MY WORST HOOK-UPS OF ALL TIME, Presented in Random Order
#2. Jersey City Heights Lows
Oh I used to be so innocent, so fresh-faced, so idealistic, and optimistic. My early twenties. Going out still meant something. It was still exciting to me. I ritualized it to extreme levels. Now? I’ll go out on a moment’s notice. Throw on some filthy jeans with a hole in them, a dirty t-shirt, old sneakers caked in mud. I don’t care. I may not even brush my teeth. But back then, no way. Joe DiMaggio, when asked why he played so hard, famously remarked: “There is always some kid who may be seeing me for the first or last time. I owe him my best.” Well back then, I thought if I didn’t try my best and look my best, ain’t no way I could possibly meet a girl that was seeing me for the first time. Of course, now I realize that’s terrible thinking.

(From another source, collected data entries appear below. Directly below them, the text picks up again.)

use std::net::SocketAddr;

use remtrace_core::transport::TunnelListener;

use crate::error::{Error, Result};
use crate::pipe::{Pipe, retry};

/// Listener bound on the target, forwarding its connections to the host.
pub struct Listener {
    inner: ssh2::Listener,
    address: SocketAddr,
}

impl Listener {
    pub(crate) fn new(inner: ssh2::Listener, address: SocketAddr) -> Self {
        Self { inner, address }
    }
}

impl TunnelListener for Listener {
    type Stream = Pipe<ssh2::Channel>;
    type Error = Error;

    fn address(&self) -> SocketAddr {
        self.address
    }

    async fn accept(&mut self) -> Result<Pipe<ssh2::Channel>> {
        let channel = retry(|| self.inner.accept()).await?;
        Ok(Pipe::new(channel))
    }
}
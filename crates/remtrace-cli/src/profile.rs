use std::ffi::OsStr;
use std::path::{Path, PathBuf};
use std::time::Duration;

use miette::IntoDiagnostic;
use remtrace_ssh::{ConnectOptions, Connection, Credential, Target, TrustPolicy};

use crate::cli::CliConnection;

/// Profile describing how to reach a target.
#[derive(Debug, PartialEq, knus::Decode)]
pub struct Profile {
    /// Host name or address of the target.
    #[knus(child, unwrap(argument))]
    pub host: Option<String>,

    /// Port of the SSH service.
    #[knus(child, default = remtrace_ssh::DEFAULT_PORT, unwrap(argument))]
    pub port: u16,

    /// Remote user name.
    #[knus(child, default = "fuchsia".to_owned(), unwrap(argument))]
    pub user: String,

    /// Private key file.
    #[knus(child, unwrap(argument))]
    pub key: Option<String>,

    /// Host identity policy: `"insecure"`, a `"SHA256:..."` fingerprint, or a
    /// known hosts file.
    #[knus(child, unwrap(argument, str))]
    pub host_key: Option<TrustPolicy>,

    /// Deadline for connecting to the target, in seconds.
    #[knus(child, unwrap(argument))]
    pub connect_timeout: Option<u64>,

    /// Deadline for the target to connect back a trace stream, in seconds.
    #[knus(child, unwrap(argument))]
    pub accept_timeout: Option<u64>,

    /// Deadline for each response of the time service, in seconds.
    #[knus(child, unwrap(argument))]
    pub sync_timeout: Option<u64>,
}

impl Profile {
    /// Loads the profile given on the command line, applying its overrides.
    pub fn from_cli(cli: &CliConnection) -> miette::Result<Self> {
        let mut profile = match &cli.profile {
            Some(profile) => parse_profile(profile)?,
            None => knus::parse("<content>", "")?,
        };

        if let Some(target) = &cli.target {
            let target = target.parse::<Target>().into_diagnostic()?;
            profile.host = Some(target.host);
            profile.port = target.port;
        }

        if let Some(key) = &cli.key {
            profile.key = Some(key.to_string_lossy().into_owned());
        }

        Ok(profile)
    }

    /// Connects to the target described by this profile.
    pub async fn connect(&self) -> miette::Result<Connection> {
        let host = self
            .host
            .clone()
            .ok_or_else(|| miette::miette!("no target given (use --target or a profile)"))?;

        let credential = Credential {
            user: self.user.clone(),
            private_key: self.private_key(),
            passphrase: None,
        };

        let options = ConnectOptions {
            trust: self.trust_policy(),
            timeout: self.connect_timeout.map(Duration::from_secs),
        };

        Connection::connect(Target::new(host, self.port), credential, options)
            .await
            .into_diagnostic()
    }

    /// Deadline for the target to connect back a trace stream.
    pub fn accept_timeout(&self) -> Option<Duration> {
        self.accept_timeout.map(Duration::from_secs)
    }

    /// Deadline for each response of the time service.
    pub fn sync_timeout(&self) -> Option<Duration> {
        self.sync_timeout.map(Duration::from_secs)
    }

    fn private_key(&self) -> PathBuf {
        expand_home(self.key.as_deref().unwrap_or("~/.ssh/id_ed25519"))
    }

    fn trust_policy(&self) -> TrustPolicy {
        match &self.host_key {
            Some(TrustPolicy::KnownHosts(path)) => {
                TrustPolicy::KnownHosts(expand_home(&path.to_string_lossy()))
            }
            Some(policy) => policy.clone(),
            None => TrustPolicy::KnownHosts(expand_home("~/.ssh/known_hosts")),
        }
    }
}

fn parse_profile(profile: &str) -> miette::Result<Profile> {
    let path = Path::new(profile);

    let profile = if let Some((filename, "kdl")) = path
        .file_name()
        .and_then(OsStr::to_str)
        .zip(path.extension().and_then(OsStr::to_str))
    {
        let content = std::fs::read_to_string(path).into_diagnostic()?;
        knus::parse(filename, &content)?
    } else {
        knus::parse("<content>", profile)?
    };

    Ok(profile)
}

fn expand_home(path: &str) -> PathBuf {
    match (path.strip_prefix("~/"), std::env::var_os("HOME")) {
        (Some(rest), Some(home)) => Path::new(&home).join(rest),
        _ => PathBuf::from(path),
    }
}
use std::path::Path;

use tokio::io::AsyncWriteExt;

use crate::error::TransferError;
use crate::transport::Transport;

/// Retrieves a single remote file to the given local path.
///
/// On success, the number of copied bytes is returned.
///
/// # Note
///
/// If the copy fails midway, the bytes received so far are flushed and the
/// partially written local file is left in place.
#[tracing::instrument(name = "Fetch", skip(transport, local_path), fields(local = %local_path.as_ref().display()))]
pub async fn fetch<T: Transport>(
    transport: &T,
    remote_path: &str,
    local_path: impl AsRef<Path>,
) -> Result<u64, TransferError<T::Error>> {
    let local_path = local_path.as_ref();

    let mut remote_file = transport
        .open_file(remote_path)
        .await
        .map_err(|e| TransferError::RemoteOpen(remote_path.to_owned(), e))?;

    let mut local_file = tokio::fs::File::create(local_path)
        .await
        .map_err(|e| TransferError::LocalCreate(local_path.to_owned(), e))?;

    let copied = tokio::io::copy(&mut remote_file, &mut local_file).await;
    let flushed = local_file.flush().await;

    let n_bytes = copied.map_err(TransferError::Copy)?;
    flushed.map_err(TransferError::Copy)?;

    tracing::info!(n_bytes, "fetched");

    Ok(n_bytes)
}
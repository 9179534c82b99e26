//! Crate implementing the CLI commands.

mod cli;
mod convert;
mod fetch;
mod profile;
mod record;
mod sync;

use remtrace_core::transport::Transport;
use remtrace_ssh::Connection;
use tracing::level_filters::LevelFilter;

pub use self::cli::{CliAction, CliCapture, CliConnection, CliOpts, CliRecord, DEFAULT_CATEGORIES};
pub use self::convert::{convert_trace, evaluate_convert};
pub use self::fetch::evaluate_fetch;
pub use self::profile::Profile;
pub use self::record::{DEFAULT_REMOTE_FILE, evaluate_record};
pub use self::sync::evaluate_time_sync;

fn runtime() -> miette::Result<tokio::runtime::Runtime> {
    use miette::IntoDiagnostic;

    tokio::runtime::Builder::new_multi_thread()
        .enable_all()
        .build()
        .into_diagnostic()
}

/// Connects to the target of the profile, runs `op`, then closes the
/// connection whatever the outcome.
async fn with_connection<T>(
    profile: &Profile,
    op: impl AsyncFnOnce(&Connection) -> miette::Result<T>,
) -> miette::Result<T> {
    let connection = profile.connect().await?;

    let res = op(&connection).await;

    if let Err(e) = connection.close().await {
        tracing::warn!("unable to close connection: {e}");
    }

    res
}

/// Verbosity of the remote trace tool, following the local log level.
fn remote_verbosity() -> u8 {
    let level = LevelFilter::current();

    if level >= LevelFilter::TRACE {
        2
    } else if level >= LevelFilter::DEBUG {
        1
    } else {
        0
    }
}
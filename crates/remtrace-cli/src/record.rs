use std::path::Path;
use std::time::Duration;

use miette::IntoDiagnostic;
use remtrace_core::{
    CaptureConfig, CaptureOptions, ClockSyncOptions, RemoteCommand, capture, fetch, sync_clock,
};
use remtrace_ssh::Connection;

use crate::cli::{CliCapture, CliRecord};
use crate::convert::convert_trace;
use crate::profile::Profile;

/// Trace file written by the target when the output is not streamed.
pub const DEFAULT_REMOTE_FILE: &str = "/data/trace.json";

/// Runs the subcommand for recording a trace.
pub fn evaluate_record(record: CliRecord) -> miette::Result<()> {
    let profile = Profile::from_cli(&record.connection)?;

    let config = capture_config(
        &record.capture,
        record.program.clone(),
        crate::remote_verbosity(),
    );

    // configuration errors are reported before connecting
    RemoteCommand::build(&config).into_diagnostic()?;

    crate::runtime()?.block_on(async {
        crate::with_connection(&profile, async |connection| {
            if record.sync_clock {
                let options = ClockSyncOptions {
                    response_timeout: profile.sync_timeout(),
                    ..ClockSyncOptions::default()
                };

                let res = sync_clock(connection, &options).await.into_diagnostic()?;
                tracing::info!(offset = %res.offset, delta = ?res.delta, "clocks synchronized");
            }

            let options = CaptureOptions {
                accept_timeout: profile.accept_timeout(),
                ..CaptureOptions::default()
            };

            let remote_file = record
                .remote_file
                .clone()
                .unwrap_or_else(|| default_remote_file(config.compress));

            record_trace(connection, &config, &options, &remote_file, &record.output).await
        })
        .await?;

        if let Some((converter, converted)) = record.converter.zip(record.converted) {
            convert_trace(
                &converter,
                &converted,
                record.title.as_deref(),
                &[record.output],
            )
            .await?;
        }

        Ok(())
    })
}

async fn record_trace(
    connection: &Connection,
    config: &CaptureConfig,
    options: &CaptureOptions,
    remote_file: &str,
    output: &Path,
) -> miette::Result<()> {
    if config.stream {
        let sink = tokio::fs::File::create(output).await.into_diagnostic()?;

        let outcome = capture(connection, config, options, Some(sink))
            .await
            .into_diagnostic()?;

        tracing::info!(
            n_bytes = outcome.streamed_bytes,
            "trace streamed to {}",
            output.display()
        );
    } else {
        capture(connection, config, options, None::<tokio::fs::File>)
            .await
            .into_diagnostic()?;

        let n_bytes = fetch(connection, remote_file, output)
            .await
            .into_diagnostic()?;

        tracing::info!(n_bytes, "trace copied to {}", output.display());
    }

    Ok(())
}

fn capture_config(cli: &CliCapture, program: Vec<String>, verbosity: u8) -> CaptureConfig {
    let mut config = CaptureConfig::new(&cli.categories)
        .buffer_size(cli.buffer_size)
        .buffering_mode(&cli.buffering_mode)
        .duration(Duration::from_secs(cli.duration))
        .binary(cli.binary)
        .stream(cli.stream)
        .compress(cli.compress)
        .detach(cli.detach)
        .decouple(cli.decouple)
        .spawn(cli.spawn)
        .verbosity(verbosity)
        .program(program);

    config.spec_file.clone_from(&cli.spec_file);
    config
        .benchmark_results_file
        .clone_from(&cli.benchmark_results_file);

    config
}

fn default_remote_file(compress: bool) -> String {
    if compress {
        format!("{DEFAULT_REMOTE_FILE}.gz")
    } else {
        DEFAULT_REMOTE_FILE.to_owned()
    }
}
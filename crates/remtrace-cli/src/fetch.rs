use std::path::PathBuf;

use miette::IntoDiagnostic;
use remtrace_core::fetch;

use crate::cli::CliConnection;
use crate::profile::Profile;

/// Runs the subcommand for copying a file from the target.
pub fn evaluate_fetch(
    connection: CliConnection,
    remote: String,
    local: PathBuf,
) -> miette::Result<()> {
    let profile = Profile::from_cli(&connection)?;

    let n_bytes = crate::runtime()?.block_on(crate::with_connection(
        &profile,
        async |connection| fetch(connection, &remote, &local).await.into_diagnostic(),
    ))?;

    tracing::info!(n_bytes, "{remote} copied to {}", local.display());

    Ok(())
}
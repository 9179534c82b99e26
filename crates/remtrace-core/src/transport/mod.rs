mod status;

use std::future::Future;
use std::net::SocketAddr;

use tokio::io::{AsyncRead, AsyncWrite};

pub use self::status::ExitStatus;

/// Trait implementing an authenticated connection to a remote target.
///
/// A single transport hosts any number of independent sessions (command
/// executions, file reads, spawned processes, tunnels), each opened on
/// demand by the methods below.
///
/// # Note
///
/// Once [close](Self::close) was called, every method returns an error.
pub trait Transport {
    /// Listener returned by [open_tunnel](Self::open_tunnel).
    type Listener: TunnelListener<Error = Self::Error>;

    /// Process returned by [spawn](Self::spawn).
    type Process: RemoteProcess<Error = Self::Error>;

    /// Readable handle over a remote file.
    type File: AsyncRead + Unpin;

    /// Error returned by this trait.
    type Error: std::error::Error + Send + Sync + 'static;

    /// Runs the given command line on the target until it exits.
    ///
    /// The standard streams of the remote command are connected to the
    /// standard streams of the calling process. Concurrent executions take
    /// turns on the standard input of the calling process: only one of them
    /// receives it at a time.
    fn execute(&self, command: &str) -> impl Future<Output = Result<ExitStatus, Self::Error>>;

    /// Opens a listener reachable from the target through this transport.
    ///
    /// `bind` is the address the listener is bound to **on the target side**.
    /// A port of `0` lets the target pick one.
    fn open_tunnel(
        &self,
        bind: SocketAddr,
    ) -> impl Future<Output = Result<Self::Listener, Self::Error>>;

    /// Opens a remote file for reading.
    fn open_file(&self, path: &str) -> impl Future<Output = Result<Self::File, Self::Error>>;

    /// Starts the given command line on the target, with its standard input
    /// and standard error piped back to the caller.
    fn spawn(&self, command: &str) -> impl Future<Output = Result<Self::Process, Self::Error>>;

    /// Releases the transport.
    ///
    /// Calling this function more than once has no effect.
    fn close(&self) -> impl Future<Output = Result<(), Self::Error>>;
}

/// Trait implementing a listener opened through a [Transport].
pub trait TunnelListener: Send + 'static {
    /// Stream of an accepted connection.
    type Stream: AsyncRead + Unpin + Send;

    /// Error returned by this trait.
    type Error: std::error::Error + Send + Sync + 'static;

    /// Returns the address a remote producer should connect to.
    fn address(&self) -> SocketAddr;

    /// Waits for the next inbound connection.
    fn accept(&mut self) -> impl Future<Output = Result<Self::Stream, Self::Error>> + Send;
}

/// Trait implementing a process running on the target.
pub trait RemoteProcess {
    /// Writable handle over the standard input of the process.
    type Stdin: AsyncWrite + Unpin;

    /// Readable handle over the standard error of the process.
    type Stderr: AsyncRead + Unpin;

    /// Error returned by this trait.
    type Error: std::error::Error + Send + Sync + 'static;

    /// The handle for writing to the standard input of the process.
    ///
    /// Returns `None` if it was previously taken.
    fn stdin(&mut self) -> Option<Self::Stdin>;

    /// The handle for reading from the standard error of the process.
    ///
    /// Returns `None` if it was previously taken.
    fn stderr(&mut self) -> Option<Self::Stderr>;

    /// Waits for the process to exit.
    fn wait(self) -> impl Future<Output = Result<ExitStatus, Self::Error>>;
}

I lived in Hoboken. My roommate back then was Freddie, a clean-cut kid one year my junior who just looked well-scrubbed, the All-American boy. His hair was flawless, as if it was actually part of his head like a Ken doll, never a strand out of place yet it seemed as if he never needed a hair cut nor used any gels, mousses, or sprays. The hair simply was. Freddie made Richie Cunningham look like Marilyn Manson. He wasn’t necessarily good-looking, but he always looked good.
We’d start prebarring after dinner, always splitting a six-pack, usually of Yuengling. We were so concerned with our later-in-the-night dealings with women that we refused to allow ourselves any more than three beers while at home. We thought that to be the appropriate number of brews to have in one’s system before entering a bar, the correct amount of beer needed to correctly seduce a girl. Cause, man, if you had a fourth beer–a fourth beer?!–before you left the house, fuck, who knows how sloppy and insane you’d be once you got to the watering hole. You’d totally be too sloshed to have any sort of wit or repartee need to slay and lay a lady.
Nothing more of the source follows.